The cost of breaking swaps contracts taken out by real estate investors who borrowed in Euros at the peak of the property market in 2006/07 has increased substantially, according to an analysis by global real estate advisor, CBRE.

Cost of breaking a Euro denominated swap contract starting in December 2007
Cost of breaking a Sterling denominated swap contract starting in December 2006

Created as a hedging instrument, swaps were intended to protect real estate loans with high LTV ratios, which typically have low interest rate cover, against interest rate rises. However, as the financial crisis drove interest rates down to unprecedentedly low levels, these instruments have become increasing burdens on investors wishing to sell their properties, affecting willingness to sell and, in the case of potential distressed sales, the recovery of value to lenders.

Currently, the cost of breaking a 20 year swap contract taken out at the peak of the property market in the Eurozone (Q4 2007) has jumped to 31% of the total value of the original loan as at the end of Q1 2012. Weak economic data and the ongoing Eurozone sovereign debt crisis are continuing to push down medium to long-term Euro interest rates, pointing to a continuance of this trend.
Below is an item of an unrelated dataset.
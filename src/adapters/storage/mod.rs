pub mod memory;
pub mod mongo;

pub use memory::MemoryStore;
pub use mongo::MongoStore;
The interest rate on a 20 year swap taken out in December 2007 would have been about 4.9%. As at the end of Q1 2012, the equivalent fixed interest rate for the remaining 15.75 years of that swap contract was about 2.7%. In order to break that contract, the borrower would need to pay an up-front lump sum equivalent to the present value of that additional interest, which explains the 31% break cost for such a swap.

The picture in the UK is not quite as extreme, as UK swap rates have been slowly increasing over the last few months, mitigating the break cost somewhat. The UK property market also peaked about a year before that in the Eurozone, meaning that Q4 2006 is the most relevant period to look at.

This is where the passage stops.